Task directions: All that should be output is the block of lines below from the line with "the next statement" to the line with "Open a code", both included, exactly as written.

Task data:
//! Renderer turning a syntax tree back into template text
//!
//! The renderer walks the tree depth-first. For every node it:
//!
//! 1. switches between text and code mode if the node's class requires it,
//!    emitting `{{` / `}}` (plus `~` strip markers derived from the
//!    neighbouring raw text's trivia)
//! 2. replays the node's leading trivia
//! 3. synthesizes a `; ` terminator or a space that the trivia did not supply
//! 4. lets the node write its own tokens (children re-enter the renderer)
//! 5. writes the closing `end` of block constructs, verbatim or synthesized
//! 6. replays the node's trailing trivia
//!
//! A tree parsed with trivia therefore prints back to its exact source, and a
//! tree built by hand prints as the smallest text that parses to it.
//!
//! # Example
//!
//! ```rust
//! use stencil_core::cst::builder::{document, for_loop, ident, raw};
//! use stencil_core::cst::{RenderOptions, render_to_string};
//!
//! let tree = document(vec![for_loop(ident("item"), ident("items"), vec![raw("Hi")])]);
//! let text = render_to_string(&tree, &RenderOptions::default()).unwrap();
//!
//! assert_eq!(text, "{{for item in items}}Hi{{end}}");
//! ```

use super::loop_context::{LoopContext, LoopScope};
use super::node::{ClosingKeyword, SyntaxNode, TriviaExt};
use super::output::{StringOutput, TextOutput};
use super::trivia::{TriviaItem, TriviaKind};
use crate::{Result, StencilError};
use tracing::{debug, trace};

const STATEMENT_TERMINATOR: &str = "; ";
const END_KEYWORD: &str = "end";
const STRIP_MARKER: &str = "~";

/// Cosmetic choices for synthesized output
///
/// Mode switching and statement separation never look at these; only node
/// writers and the list helper do.
#[derive(Debug, Clone, PartialEq, Eq)]
pub struct RenderOptions {
    /// Synthesize spaces around binary operators (`a + b` rather than `a+b`)
    pub spaces_around_operators: bool,
    /// Follow a synthesized `,` with a space
    pub space_after_comma: bool,
}

impl Default for RenderOptions {
    fn default() -> Self {
        Self {
            spaces_around_operators: true,
            space_after_comma: true,
        }
    }
}

/// Which region the output is currently in
#[derive(Debug, Clone, Copy, PartialEq, Eq)]
pub enum Mode {
    /// Literal template text
    Text,
    /// Between code delimiters
    Code,
}

/// Stateful tree renderer; one instance per tree
pub struct Renderer<'o> {
    output: &'o mut dyn TextOutput,
    options: RenderOptions,
    mode: Mode,
    space_required: bool,
    end_of_statement_required: bool,
    statement_terminated: bool,
    closing_keyword_required: bool,
    comma_present: bool,
    left_strip_next_enter: bool,
    right_strip_next_exit: bool,
    loops: LoopContext,
    /// `Some(trailing_whitespace)` while the last non-container node rendered was raw text
    previous_raw: Option<bool>,
}

impl<'o> Renderer<'o> {
    pub fn new(output: &'o mut dyn TextOutput, options: RenderOptions) -> Self {
        Self {
            output,
            options,
            mode: Mode::Text,
            space_required: false,
            end_of_statement_required: false,
            statement_terminated: false,
            closing_keyword_required: false,
            comma_present: false,
            left_strip_next_enter: false,
            right_strip_next_exit: false,
            loops: LoopContext::new(),
            previous_raw: None,
        }
    }

    /// Render a whole tree, closing a code region left open at the end
    ///
    /// On error the sink keeps whatever was written; callers discard it.
    pub fn render(&mut self, root: &dyn SyntaxNode) -> Result<()> {
        self.reset();
        debug!("Rendering {} tree", root.label());

        self.write(root)?;
        if self.mode == Mode::Code {
            self.write_exit_code(0)?;
        }

        debug!("Finished rendering {} tree", root.label());
        Ok(())
    }

    /// Render one node and its subtree
    pub fn write(&mut self, node: &dyn SyntaxNode) -> Result<()> {
        check_structure(node)?;

        if node.is_loop_statement() {
            let mut scope = LoopScope::enter(self, node.is_while_kind());
            scope.write_node(node)
        } else {
            self.write_node(node)
        }
    }

    /// Write literal text with no synthesis
    pub fn write_text(&mut self, text: &str) -> Result<()> {
        self.output.write(text)
    }

    /// Write a keyword or punctuation token, preceded by a pending space
    pub fn write_token(&mut self, token: &str) -> Result<()> {
        self.write_pending_space()?;
        self.write_text(token)
    }

    /// Require a separating space before whatever is written next
    pub fn expect_space(&mut self) {
        self.space_required = true;
    }

    /// Require a statement terminator before the next statement
    pub fn expect_end_of_statement(&mut self) {
        self.end_of_statement_required = true;
    }

    /// Write nodes separated by `,`, unless an item already carried its comma
    pub fn write_list_with_commas<T: SyntaxNode>(&mut self, items: &[T]) -> Result<()> {
        for (index, item) in items.iter().enumerate() {
            self.comma_present = false;
            self.write(item)?;
            if index + 1 < items.len() && !self.comma_present {
                trace!("Synthesizing list separator");
                self.write_text(",")?;
                if self.options.space_after_comma {
                    self.expect_space();
                }
            }
            self.comma_present = false;
        }
        Ok(())
    }

    /// Open a code region: `{`, `%` repeated `escape` times, `{`
    pub fn write_enter_code(&mut self, escape: usize) -> Result<()> {
        trace!(escape, strip = self.left_strip_next_enter, "Entering code");
        self.write_text("{")?;
        self.write_percent(escape)?;
        self.write_text("{")?;
        if self.left_strip_next_enter {
            self.write_text(STRIP_MARKER)?;
            self.left_strip_next_enter = false;
        }
        self.reset_separators();
        self.mode = Mode::Code;
        Ok(())
    }

    /// Close a code region: `}`, `%` repeated `escape` times, `}`
    pub fn write_exit_code(&mut self, escape: usize) -> Result<()> {
        trace!(escape, strip = self.right_strip_next_exit, "Exiting code");
        if self.right_strip_next_exit {
            self.write_text(STRIP_MARKER)?;
            self.right_strip_next_exit = false;
        }
        self.write_text("}")?;
        self.write_percent(escape)?;
        self.write_text("}")?;
        self.reset_separators();
        self.mode = Mode::Text;
        Ok(())
    }

    pub fn mode(&self) -> Mode {
        self.mode
    }

    pub fn is_in_code(&self) -> bool {
        self.mode == Mode::Code
    }

    /// Whether the nearest enclosing loop is a `while`
    pub fn is_while_loop(&self) -> bool {
        self.loops.is_while_loop()
    }

    pub fn loop_depth(&self) -> usize {
        self.loops.depth()
    }

    pub fn options(&self) -> &RenderOptions {
        &self.options
    }

    /// Whether a block construct's closing keyword is being written
    pub fn closing_keyword_required(&self) -> bool {
        self.closing_keyword_required
    }

    pub(crate) fn loops_mut(&mut self) -> &mut LoopContext {
        &mut self.loops
    }

    /// Reset per-render state (keeps options and sink)
    pub fn reset(&mut self) {
        self.mode = Mode::Text;
        self.reset_separators();
        self.left_strip_next_enter = false;
        self.right_strip_next_exit = false;
        self.loops.clear();
        self.previous_raw = None;
    }

    fn write_node(&mut self, node: &dyn SyntaxNode) -> Result<()> {
        self.write_begin(node)?;
        node.write_content(self)?;
        self.write_closing_keyword(node)?;
        self.write_end(node)
    }

    fn write_begin(&mut self, node: &dyn SyntaxNode) -> Result<()> {
        if !node.is_container() {
            match (self.mode, node.is_raw_text()) {
                (Mode::Code, true) => {
                    self.right_strip_next_exit = node.has_leading_whitespace();
                    self.write_exit_code(0)?;
                }
                (Mode::Text, false) => {
                    self.prepare_left_strip();
                    self.write_enter_code(0)?;
                }
                _ => {}
            }
        }

        self.replay_trivia(node, true)?;

        if self.mode == Mode::Code && node.is_statement() && !node.is_raw_text() {
            self.write_statement_terminator(node.can_carry_leading_separator())?;
        }
        self.write_pending_space()
    }

    fn write_end(&mut self, node: &dyn SyntaxNode) -> Result<()> {
        self.replay_trivia(node, false)?;

        if !node.is_container() {
            self.previous_raw = node
                .is_raw_text()
                .then(|| node.has_trailing_whitespace());
        }
        Ok(())
    }

    fn write_closing_keyword(&mut self, node: &dyn SyntaxNode) -> Result<()> {
        let closing = node.closing_keyword();
        if closing.is_none() {
            return Ok(());
        }

        if self.mode == Mode::Text {
            self.prepare_left_strip();
            self.write_enter_code(0)?;
        }
        self.closing_keyword_required = true;

        match closing {
            ClosingKeyword::Explicit(items) => {
                let keyword_at = items
                    .iter()
                    .position(|item| item.kind == TriviaKind::EndKeyword)
                    .ok_or_else(|| {
                        StencilError::structural(format!(
                            "{} closing trivia has no end keyword",
                            node.label()
                        ))
                    })?;
                for item in &items[..keyword_at] {
                    self.replay_item(item)?;
                }
                self.write_statement_terminator(true)?;
                for item in &items[keyword_at..] {
                    self.replay_item(item)?;
                }
            }
            ClosingKeyword::Implicit => {
                trace!("Synthesizing closing keyword for {}", node.label());
                self.write_statement_terminator(true)?;
                self.write_pending_space()?;
                self.write_text(END_KEYWORD)?;
            }
            ClosingKeyword::None => {}
        }

        self.closing_keyword_required = false;
        self.end_of_statement_required = true;
        Ok(())
    }

    fn replay_trivia(&mut self, node: &dyn SyntaxNode, before: bool) -> Result<()> {
        if let Some(bundle) = node.trivia() {
            for item in bundle.items(before) {
                self.replay_item(item)?;
            }
        }
        Ok(())
    }

    fn replay_item(&mut self, item: &TriviaItem) -> Result<()> {
        item.write_to(self)?;
        match item.kind {
            TriviaKind::EndKeyword => self.statement_terminated = false,
            TriviaKind::NewLine | TriviaKind::SemiColon => {
                self.statement_terminated = true;
                self.end_of_statement_required = false;
                self.space_required = false;
            }
            TriviaKind::Comma => self.comma_present = true,
            TriviaKind::Whitespace | TriviaKind::Comment | TriviaKind::Punctuation => {}
        }
        Ok(())
    }

    fn write_statement_terminator(&mut self, can_carry: bool) -> Result<()> {
        if self.end_of_statement_required && !self.statement_terminated && can_carry {
            trace!("Synthesizing statement terminator");
            self.write_text(STATEMENT_TERMINATOR)?;
        }
        self.end_of_statement_required = false;
        self.statement_terminated = false;
        Ok(())
    }

    fn write_pending_space(&mut self) -> Result<()> {
        if self.space_required && !self.output.last_is_whitespace() {
            self.write_text(" ")?;
        }
        self.space_required = false;
        Ok(())
    }

    fn prepare_left_strip(&mut self) {
        if let Some(trailing_whitespace) = self.previous_raw {
            self.left_strip_next_enter = trailing_whitespace;
        }
    }

    fn reset_separators(&mut self) {
        self.space_required = false;
        self.end_of_statement_required = false;
        self.statement_terminated = false;
        self.closing_keyword_required = false;
        self.comma_present = false;
    }

    fn write_percent(&mut self, escape: usize) -> Result<()> {
        for _ in 0..escape {
            self.write_text("%")?;
        }
        Ok(())
    }
}

/// Reject nodes whose classification or trivia contradict each other
fn check_structure(node: &dyn SyntaxNode) -> Result<()> {
    let label = node.label();
    let contradiction = if node.is_raw_text() && node.is_container() {
        Some("is classified as both raw text and a container")
    } else if node.is_raw_text() && node.is_loop_statement() {
        Some("is classified as both raw text and a loop")
    } else if node.is_container() && node.is_loop_statement() {
        Some("is classified as both a container and a loop")
    } else if node.is_while_kind() && !node.is_loop_statement() {
        Some("is while-kind without being a loop")
    } else if node.is_raw_text() && !node.closing_keyword().is_none() {
        Some("is raw text but owns a closing keyword")
    } else if node
        .trivia()
        .is_some_and(|bundle| bundle.iter().any(|t| t.kind == TriviaKind::EndKeyword))
    {
        Some("carries end keyword trivia outside of its closing keyword")
    } else {
        None
    };

    if let Some(reason) = contradiction {
        return Err(StencilError::structural(format!("{label} {reason}")));
    }

    if let ClosingKeyword::Explicit(items) = node.closing_keyword() {
        let keywords = items
            .iter()
            .filter(|t| t.kind == TriviaKind::EndKeyword)
            .count();
        if keywords != 1 {
            return Err(StencilError::structural(format!(
                "{label} closing trivia must hold exactly one end keyword, found {keywords}"
            )));
        }
    }

    Ok(())
}

/// Render a tree into a fresh string
pub fn render_to_string(node: &dyn SyntaxNode, options: &RenderOptions) -> Result<String> {
    let mut output = StringOutput::new();
    Renderer::new(&mut output, options.clone()).render(node)?;
    Ok(output.into_string())
}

Answer area:
    /// Require a statement terminator before the next statement
    pub fn expect_end_of_statement(&mut self) {
        self.end_of_statement_required = true;
    }

    /// Write nodes separated by `,`, unless an item already carried its comma
    pub fn write_list_with_commas<T: SyntaxNode>(&mut self, items: &[T]) -> Result<()> {
        for (index, item) in items.iter().enumerate() {
            self.comma_present = false;
            self.write(item)?;
            if index + 1 < items.len() && !self.comma_present {
                trace!("Synthesizing list separator");
                self.write_text(",")?;
                if self.options.space_after_comma {
                    self.expect_space();
                }
            }
            self.comma_present = false;
        }
        Ok(())
    }

    /// Open a code region: `{`, `%` repeated `escape` times, `{`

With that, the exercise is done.